Print this span of the material below exactly: the line with "self.controller.handle(event);", the line with "picked up new", and every line between them, but nothing else.

'''

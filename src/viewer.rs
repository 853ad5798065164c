// viewer.rs - Render-loop side of the engine
//
// A Viewer is one mounted view. It owns the camera for as long as it lives and
// holds the latest completed mesh. tick() never waits on reconstruction: it
// picks up a newer Ready mesh if one was published, otherwise keeps drawing
// the one it has. The camera survives mesh swaps.

use glam::{Mat4, Vec3};
use std::sync::Arc;

#[cfg(not(target_arch = "wasm32"))]
use tokio::sync::watch;
#[cfg(not(target_arch = "wasm32"))]
use tracing::debug;

use crate::camera::{CameraController, CameraState, InputEvent};
use crate::config::CameraConfig;
use crate::mesh::Mesh;
#[cfg(not(target_arch = "wasm32"))]
use crate::pipeline::PipelineState;

/// What the renderer needs for one frame
#[derive(Clone, Debug)]
pub struct Frame {
    pub view_proj: Mat4,
    pub eye: Vec3,
    pub mesh: Option<Arc<Mesh>>,
}

pub struct Viewer {
    controller: CameraController,
    aspect: f32,
    mesh: Option<Arc<Mesh>>,
    #[cfg(not(target_arch = "wasm32"))]
    source: Option<watch::Receiver<PipelineState>>,
}

impl Viewer {
    pub fn mount(config: CameraConfig, aspect: f32) -> Self {
        Self {
            controller: CameraController::new(config),
            aspect,
            mesh: None,
            #[cfg(not(target_arch = "wasm32"))]
            source: None,
        }
    }

    /// Track a pipeline; every tick swaps in its latest Ready mesh
    #[cfg(not(target_arch = "wasm32"))]
    pub fn follow(&mut self, source: watch::Receiver<PipelineState>) {
        self.source = Some(source);
    }

    pub fn set_mesh(&mut self, mesh: Arc<Mesh>) {
        self.mesh = Some(mesh);
    }

    pub fn mesh(&self) -> Option<&Arc<Mesh>> {
        self.mesh.as_ref()
    }

    pub fn camera(&self) -> &CameraState {
        self.controller.state()
    }

    pub fn resize(&mut self, width: u32, height: u32) {
        if width > 0 && height > 0 {
            self.aspect = width as f32 / height as f32;
        }
    }

    pub fn handle_input(&mut self, event: InputEvent) {
        self.controller.handle(event);
    }

    pub fn tick(&mut self, dt: f32) -> Frame {
        #[cfg(not(target_arch = "wasm32"))]
        self.poll_source();

        self.controller.update(dt);
        let camera = self.controller.state();
        Frame {
            view_proj: camera.view_projection(self.aspect),
            eye: camera.position(),
            mesh: self.mesh.clone(),
        }
    }

    #[cfg(not(target_arch = "wasm32"))]
    fn poll_source(&mut self) {
        let Some(source) = self.source.as_mut() else { return };
        if !source.has_changed().unwrap_or(false) {
            return;
        }
        if let PipelineState::Ready(reconstruction) = &*source.borrow_and_update() {
            debug!(token = reconstruction.result.token, "viewer picked up new mesh");
            self.mesh = Some(Arc::clone(&reconstruction.mesh));
        }
    }
}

'''

**RESPONSE FOR THIS EXERCISE:**
        self.controller.handle(event);
    }

    pub fn tick(&mut self, dt: f32) -> Frame {
        #[cfg(not(target_arch = "wasm32"))]
        self.poll_source();

        self.controller.update(dt);
        let camera = self.controller.state();
        Frame {
            view_proj: camera.view_projection(self.aspect),
            eye: camera.position(),
            mesh: self.mesh.clone(),
        }
    }

    #[cfg(not(target_arch = "wasm32"))]
    fn poll_source(&mut self) {
        let Some(source) = self.source.as_mut() else { return };
        if !source.has_changed().unwrap_or(false) {
            return;
        }
        if let PipelineState::Ready(reconstruction) = &*source.borrow_and_update() {
            debug!(token = reconstruction.result.token, "viewer picked up new mesh");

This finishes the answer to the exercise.